If Our Books Disappear

As a Kindle shopper, I hadn’t been aware of the fate of Microsoft’s ebook store. Apparently, the company have decided to pull the plug on it due to its lack of profitability. If and when this happens, any books purchased through this shop will disappear. It’ll be like a virtual book burning session and there’s nothing those customers can do.

It’s worth some consideration, if you’re an ebook buyer, or whether you buy any virtual product, that what you are actually buying is not an object to own, in perpetuity, but a licence or permit to use that thing, maybe for an unspecified period. As long as you know this, I can’t see much wrong with it; you pay your money and you take your choice.

In the UK, at least, ownership of anything and everything is a relatively new social concept. I remember as a small boy, almost everyone rented their TV and music systems, a lot of household stuff was on hire-purchase (colloquially referred to as the never never because you paid but never owned it). My parents were the first in our extended family to own their home – through a 25 year mortgage deal, mind – and everyone thought they were odd, or even mad. Renting and hiring was the norm.

Getting back to books – and thinking about music, too – there is this idea of owning a collection, something which I had mindlessly fallen into as well. I think the craziness of it first surfaced when a colleague explained how he had fallen out with his partner after commandeering the second bedroom of their small, two-bed apartment and had installed wall to wall, floor to ceiling shelving to house his record collection. He had amassed many thousands, apparently. I asked if he actually listened to them all regularly and he said, of course! I doubted that: knowing my own habits and then doing the maths, there hardly seemed enough hours left in a lifetime to indulge in that level of listening, and that supposes that we won’t be seduced by any later offerings by artists and the industry.

It’s exactly so with books but worse. Reading a book is a lot more demanding, intensive and time consuming than listening to a record. While a favourite album might be on repeat playlist for a year, how many books do we return to that often? Of all the books I have reread, probably fewer than six had retained the impression of the first read. Quite a number had felt diminished, knowing the plot, the characters and the ideas within.

Not wishing to decorate my home with expansive shelves of records and books – I much prefer paintings and other images; and space! Let’s hear it for a clutter free existence – we found most of our unread books and unheard music had been confined to packing boxes under the beds or in closets, out of sight, out of mind. We took the step to cull most of it, offering them to charity shops and other collectors, keeping back a small number which we considered having special qualities, but even these rarely get looked at or listened to.
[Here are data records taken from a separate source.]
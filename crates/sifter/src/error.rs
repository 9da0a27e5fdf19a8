//! Error types for the Sifter library.

use std::path::PathBuf;
use thiserror::Error;

/// Main error type for Sifter operations.
///
/// Only failures at the container level end up here (input, output,
/// configuration). Per-provider failures are reported as attempt outcomes
/// and never surface as errors.
#[derive(Debug, Error)]
pub enum SifterError {
    /// Error reading or accessing an input file.
    #[error("IO error for '{path}': {source}")]
    Io {
        path: PathBuf,
        #[source]
        source: std::io::Error,
    },

    /// Input file does not exist.
    #[error("Input file '{0}' not found")]
    MissingInput(PathBuf),

    /// Error from the CSV library.
    #[error("CSV error: {0}")]
    Csv(#[from] csv::Error),

    /// Error opening or reading a spreadsheet container.
    #[error("Spreadsheet error for '{path}': {message}")]
    Spreadsheet { path: PathBuf, message: String },

    /// File format not supported.
    #[error("Unsupported file type: {0}")]
    UnsupportedFormat(String),

    /// Error opening or appending to the output file.
    #[error("Output error for '{path}': {source}")]
    Output {
        path: PathBuf,
        #[source]
        source: std::io::Error,
    },

    /// Configuration error.
    #[error("Configuration error: {0}")]
    Config(String),

    /// HTTP client could not be constructed.
    #[error("HTTP client error: {0}")]
    HttpClient(String),

    /// JSON serialization/deserialization error.
    #[error("JSON error: {0}")]
    Json(#[from] serde_json::Error),

    /// Regex compilation error.
    #[error("Regex error: {0}")]
    Regex(#[from] regex::Error),

    /// The background worker died before reporting a result.
    #[error("Enrichment worker panicked")]
    WorkerPanicked,
}

/// Result type alias for Sifter operations.
pub type Result<T> = std::result::Result<T, SifterError>;
//! Provider fallback order.

use std::fmt;

use serde::{Deserialize, Serialize};

use crate::error::{Result, SifterError};
use super::registry::{DEFAULT_FALLBACK_ORDER, DEFAULT_PRIMARY, ProviderRegistry};

/// Sequence in which providers are attempted for each record.
#[derive(Debug, Clone, PartialEq, Eq, Serialize, Deserialize)]
#[serde(transparent)]
pub struct ProviderOrder(Vec<String>);

impl ProviderOrder {
    /// Build an order from a base list with `primary` at the front.
    ///
    /// The primary is moved to the front when it is already listed and
    /// inserted there otherwise. Duplicate ids keep their first position.
    pub fn new<I, S>(base: I, primary: Option<&str>) -> Self
    where
        I: IntoIterator<Item = S>,
        S: Into<String>,
    {
        let mut ids: Vec<String> = Vec::new();
        if let Some(primary) = primary {
            ids.push(primary.to_string());
        }
        for id in base {
            let id = id.into();
            if !ids.contains(&id) {
                ids.push(id);
            }
        }
        Self(ids)
    }

    /// The stock fallback list with the given primary in front.
    pub fn with_primary(primary: &str) -> Self {
        Self::new(DEFAULT_FALLBACK_ORDER.iter().copied(), Some(primary))
    }

    /// Parse a comma-separated list of ids (`"bing, yahoo"`).
    pub fn parse_list(list: &str) -> Self {
        Self::new(
            list.split(',')
                .map(|s| s.trim().to_lowercase())
                .filter(|s| !s.is_empty()),
            None,
        )
    }

    /// Fail on ids the registry does not know.
    pub fn validate(&self, registry: &ProviderRegistry) -> Result<()> {
        let unknown: Vec<&str> = self
            .0
            .iter()
            .map(String::as_str)
            .filter(|id| !registry.contains(id))
            .collect();

        if unknown.is_empty() {
            Ok(())
        } else {
            Err(SifterError::Config(format!(
                "Unknown provider(s): {}. Known: {}",
                unknown.join(", "),
                registry.ids().collect::<Vec<_>>().join(", ")
            )))
        }
    }

    pub fn iter(&self) -> impl Iterator<Item = &str> {
        self.0.iter().map(String::as_str)
    }

    pub fn len(&self) -> usize {
        self.0.len()
    }

    pub fn is_empty(&self) -> bool {
        self.0.is_empty()
    }

    pub fn contains(&self, id: &str) -> bool {
        self.0.iter().any(|p| p == id)
    }

    pub fn primary(&self) -> Option<&str> {
        self.0.first().map(String::as_str)
    }
}

impl Default for ProviderOrder {
    fn default() -> Self {
        Self::with_primary(DEFAULT_PRIMARY)
    }
}

impl fmt::Display for ProviderOrder {
    fn fmt(&self, f: &mut fmt::Formatter<'_>) -> fmt::Result {
        write!(f, "{}", self.0.join(" → "))
    }
}
use scraper::{ElementRef, Node};

const HIDDEN_ELEMENTS: &[&str] = &["script", "style", "noscript"];

/// Elements whose boundaries break a line of rendered text.
const BLOCK_ELEMENTS: &[&str] = &[
    "address", "article", "aside", "blockquote", "body", "br", "dd", "details", "div", "dl",
    "dt", "fieldset", "figcaption", "figure", "footer", "form", "h1", "h2", "h3", "h4", "h5",
    "h6", "head", "header", "hr", "html", "li", "main", "nav", "ol", "p", "pre", "section",
    "summary", "table", "tbody", "td", "tfoot", "th", "thead", "title", "tr", "ul",
];

/// Rendered text of `element`, whitespace collapsed to single spaces.
///
/// Text nodes are concatenated as they appear, so inline markup inside a
/// word (`<b>jane</b>@realty.com`) does not split it. Block-level element
/// boundaries become spaces. Text inside `<script>`, `<style>` and
/// `<noscript>` is skipped.
pub fn visible_text(element: ElementRef<'_>) -> String {
    let mut raw = String::new();
    collect(element, &mut raw);
    raw.split_whitespace().collect::<Vec<_>>().join(" ")
}

fn collect(element: ElementRef<'_>, out: &mut String) {
    for child in element.children() {
        match child.value() {
            Node::Text(text) => out.push_str(text),
            Node::Element(e) if HIDDEN_ELEMENTS.contains(&e.name()) => {}
            Node::Element(e) => {
                let block = BLOCK_ELEMENTS.contains(&e.name());
                if block {
                    out.push(' ');
                }
                if let Some(child) = ElementRef::wrap(child) {
                    collect(child, out);
                }
                if block {
                    out.push(' ');
                }
            }
            _ => {}
        }
    }
}

#[cfg(test)]
mod tests {
    use super::*;
    use scraper::Html;

    fn fragment_text(html: &str) -> String {
        visible_text(Html::parse_fragment(html).root_element())
    }

    #[test]
    fn test_visible_text_skips_hidden_elements() {
        let html = Html::parse_document(
            r#"<html><head><style>p { color: red }</style></head>
               <body><p>Jane <b>Doe</b></p><script>track()</script>
               <noscript>enable js</noscript><p>Realtor</p></body></html>"#,
        );
        assert_eq!(visible_text(html.root_element()), "Jane Doe Realtor");
    }

    #[test]
    fn test_inline_markup_keeps_words_whole() {
        assert_eq!(
            fragment_text("<p>Contact <strong>jane</strong>@realty.com</p>"),
            "Contact jane@realty.com"
        );
        assert_eq!(fragment_text("<p>jdoe@<b>kw</b>.com</p>"), "jdoe@kw.com");
    }

    #[test]
    fn test_block_boundaries_separate_text() {
        assert_eq!(fragment_text("<div><p>Email</p>jane@doe.org</div>"), "Email jane@doe.org");
        assert_eq!(
            fragment_text("<ul><li>one@a.com</li><li>two@b.com</li></ul>"),
            "one@a.com two@b.com"
        );
        assert_eq!(fragment_text("line<br>next"), "line next");
    }

    #[test]
    fn test_whitespace_is_collapsed() {
        assert_eq!(fragment_text("<span>  Jane\n\t Doe  </span>"), "Jane Doe");
    }
}
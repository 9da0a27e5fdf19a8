//! Input parsing: spreadsheet-like contact lists.

mod reader;
mod record;
mod source;

pub use reader::{TabularSource, fingerprint};
pub use record::{ContactRecord, InputSchema, RowWindow};
pub use source::{InputFormat, SourceMetadata};
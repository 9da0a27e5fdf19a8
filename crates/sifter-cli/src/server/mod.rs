//! Local web shell for interactive runs.

pub mod app;
pub mod error;
pub mod handlers;
pub mod state;
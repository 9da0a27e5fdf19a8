//! Background enrichment runs.

use std::sync::Arc;
use std::sync::atomic::{AtomicBool, Ordering};
use std::sync::mpsc::{self, Receiver};
use std::thread::{self, JoinHandle};

use log::debug;

use crate::error::{Result, SifterError};
use crate::events::{ChannelSink, ProgressEvent};
use crate::fetch::Fetcher;
use crate::run::{CancelToken, RunConfig, RunSummary, run_batch};

/// Handle to a batch running on its own worker thread.
///
/// Progress arrives through [`EnrichmentTask::events`]; the caller owns
/// whatever it displays.
pub struct EnrichmentTask {
    events: Receiver<ProgressEvent>,
    cancel: CancelToken,
    handle: JoinHandle<Result<RunSummary>>,
}

impl EnrichmentTask {
    /// Start `config` on a new worker thread.
    pub fn spawn(config: RunConfig, fetcher: Arc<dyn Fetcher>) -> Self {
        let (sender, events) = mpsc::channel();
        let cancel = CancelToken::new();
        let worker_cancel = cancel.clone();

        let handle = thread::spawn(move || {
            let mut sink = ChannelSink::new(sender);
            let result = run_batch(&config, fetcher, &mut sink, &worker_cancel);
            debug!("Enrichment worker finished (ok: {})", result.is_ok());
            result
        });

        Self {
            events,
            cancel,
            handle,
        }
    }

    pub fn events(&self) -> &Receiver<ProgressEvent> {
        &self.events
    }

    /// Drain events emitted so far without blocking.
    pub fn poll_events(&self) -> Vec<ProgressEvent> {
        self.events.try_iter().collect()
    }

    /// Ask the worker to stop before its next record.
    pub fn cancel(&self) {
        self.cancel.cancel();
    }

    pub fn cancel_token(&self) -> CancelToken {
        self.cancel.clone()
    }

    pub fn is_finished(&self) -> bool {
        self.handle.is_finished()
    }

    /// Wait for the worker and return its result.
    pub fn join(self) -> Result<RunSummary> {
        self.handle.join().map_err(|_| SifterError::WorkerPanicked)?
    }
}

/// At most one run at a time.
#[derive(Debug, Clone, Default)]
pub struct RunGate {
    active: Arc<AtomicBool>,
}

impl RunGate {
    pub fn new() -> Self {
        Self::default()
    }

    /// Claim the gate, or `None` when a run already holds it.
    pub fn try_acquire(&self) -> Option<RunGuard> {
        self.active
            .compare_exchange(false, true, Ordering::SeqCst, Ordering::SeqCst)
            .ok()
            .map(|_| RunGuard {
                active: Arc::clone(&self.active),
            })
    }

    pub fn is_active(&self) -> bool {
        self.active.load(Ordering::SeqCst)
    }
}

/// Releases the [`RunGate`] on drop.
#[derive(Debug)]
pub struct RunGuard {
    active: Arc<AtomicBool>,
}

impl Drop for RunGuard {
    fn drop(&mut self) {
        self.active.store(false, Ordering::SeqCst);
    }
}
With music, it’s more convenient to pick something from an online platform, I never feel I have to own it to enjoy it. With books, I often find good literature on offer for less than a couple of quid each. There seems to be no end to these offers and I am in danger of collecting a virtual library of more books than I have time left to read. I’m not expecting it to disappear before I do but if it does, I think I’ve had my money’s worth. Owning stuff is not so important to me now, as long as I have access to books, music and art some other way, that’s fine. I understand the deal.

When this ebook store closes, your books disappear too (BBC News)



  1. There are bookshelves throughout my little flat. I do re-read the fiction… sometimes many times… and the rest of the books are in constant reach to be dipped in and out of for reference. I know I could do most of that on a screen… but I remember things in books. Like what the page looks like, where I’ll find a particular passage. I can’t do that on a screen.

    I know too that owning anything is only temporary. Music bought on vinyl or on cassette has long since gone. I just ‘caretake’ the books, many of which have been in the family for several generations now…and which may one day find a home with my grandchildren.

    Liked by 1 person

    1. Thanks, Sue.
      I don’t know, I never liked defacing books to the extent that I wouldn’t even bend a page corner to mark a place, never mind underlining or writing notes in the margins. But you can make notes in kindle, and I do, or highlighting favourite passages or clever turns of phrase. Then they’re saved in a personal index.

      I think it’s good we have a choice and there’s no right or wrong way with either forms.

      Do you see actor Sheila Hancock telling about preparing to hire a skip for when she dies? She didn’t want to burden the kids with all her stuff. I thought it funny and sad in a way too. My mum collects china owls. 😬


      1. No, I didn’t see that… but I have downsized as much as I can. There is more in the School’s ‘wardrobe’ than in my own 🙂

        No, I don’t write in books…or bend corners either. But I recognise pages… and there are notes in other hands in many of the reference books too. Those not inherited were usually rescued from bargain bins and second hand shops.

        I do appreciate the choice now available, but I still prefer to read a printed book.

        Liked by 1 person

      1. I think it’s definitely that way in the major cities, but I’ve been a suburb gal all my life. We own our cars, intend to own our house (the interest rate was really good, so we’re not paying it off early), and like owning movies, games, and books.

        I’m bothered that so many companies are going with annual rental fees instead of outright purchases, like with Microsoft Word.